Information about a sample is given. Assuming that the sampling distribution is symmetric and bell-shaped, use the information to give a \(95 \%\) confidence interval, and indicate the parameter being estimated. $$ \hat{p}=0.32 \text { and the standard error is } 0.04 . $$

Short Answer

Expert verified
The 95% confidence interval for the parameter \(p\) is [0.2416, 0.3984].

Step by step solution

01

Identify the Parameter Being Estimated

The parameter being estimated is \(p\), the proportion.
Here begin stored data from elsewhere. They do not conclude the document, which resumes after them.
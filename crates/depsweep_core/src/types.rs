use serde::Serialize;
use std::path::PathBuf;

/// One import-like occurrence found in a source file.
#[derive(Debug, Clone, PartialEq, Eq)]
pub struct ImportReference {
    pub raw_path: String,
    pub origin_file: PathBuf,
    pub kind: ImportKind,
}

#[derive(Debug, Clone, Copy, PartialEq, Eq)]
pub enum ImportKind {
    /// `import x from "pkg"`, `export * from "pkg"`
    Static,
    /// `import("pkg")`
    Dynamic,
    /// `require("pkg")`
    Require,
    /// ``require`pkg` `` or `` require(`pkg`) `` without interpolation
    TemplateLiteral,
}

/// A non-fatal failure tied to one file or installed package.
#[derive(Debug, Clone, PartialEq, Eq, Serialize)]
pub struct FileAnalysisError {
    pub file: PathBuf,
    pub message: String,
}

impl FileAnalysisError {
    pub fn new(file: impl Into<PathBuf>, message: impl Into<String>) -> Self {
        Self { file: file.into(), message: message.into() }
    }
}

impl std::fmt::Display for FileAnalysisError {
    fn fmt(&self, f: &mut std::fmt::Formatter<'_>) -> std::fmt::Result {
        write!(f, "{}: {}", self.file.display(), self.message)
    }
}

/// Outcome of a best-effort read.
#[derive(Debug, Clone, PartialEq, Eq)]
pub enum Probe<T> {
    Found(T),
    /// The read failed and `value` is a substituted default
    Fallback { value: T, reason: String },
}

impl<T> Probe<T> {
    pub fn value(&self) -> &T {
        match self {
            Probe::Found(v) | Probe::Fallback { value: v, .. } => v,
        }
    }

    pub fn into_value(self) -> T {
        match self {
            Probe::Found(v) | Probe::Fallback { value: v, .. } => v,
        }
    }

    pub fn is_fallback(&self) -> bool {
        matches!(self, Probe::Fallback { .. })
    }

    pub fn reason(&self) -> Option<&str> {
        match self {
            Probe::Found(_) => None,
            Probe::Fallback { reason, .. } => Some(reason),
        }
    }
}
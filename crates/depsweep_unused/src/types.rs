use depsweep_core::FileAnalysisError;
use serde::Serialize;
use std::collections::{BTreeMap, BTreeSet};

#[derive(Debug, Clone, PartialEq, Eq, Serialize)]
#[serde(rename_all = "camelCase")]
pub struct PackageDetail {
    pub name: String,
    /// Installed version, or the declared range when the installed copy is unreadable
    pub version: String,
    pub size_bytes: u64,
}

/// Everything one analysis run produces.
///
/// `unused` is evidence for a human to review, not a list of packages that are
/// safe to uninstall.
#[derive(Debug, Clone, Default, PartialEq, Eq, Serialize)]
#[serde(rename_all = "camelCase")]
pub struct AnalysisResult {
    pub used: BTreeSet<String>,
    pub unused: BTreeSet<String>,
    pub package_details: BTreeMap<String, PackageDetail>,
    pub errors: Vec<FileAnalysisError>,
    pub includes_dev_dependencies: bool,
    pub files_analyzed: usize,
}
We know that the point estimate for \(p\) is \(\hat{p}\) = 0.32 and that the standard error (SE) is 0.04.
02

Find the Standard Score for the Confidence Interval

To construct a 95% confidence interval, we need to find the value of the standard score (z) that leaves 5% in the tails of a standard normal distribution (since 100% - 95% = 5%). This is a common value and most statistics texts list it in a table. If looked up in the z-table, the value is approximately \(Z_{0.025}\) = 1.96 (since we need to look at the tail, we consider α/2 = 0.025).
03

Calculate the Confidence Interval

Once we have the standard score, we can construct the confidence interval. The 95% confidence interval is defined as follows: \(\hat{p} \pm Z_{0.025} \times SE\). Substituting the given values: \(0.32 \pm 1.96 \times 0.04\). Simplifying this gives us an interval from \(0.32 - 0.0784\) to \(0.32 + 0.0784\), or from \(0.2416\) to \(0.3984\).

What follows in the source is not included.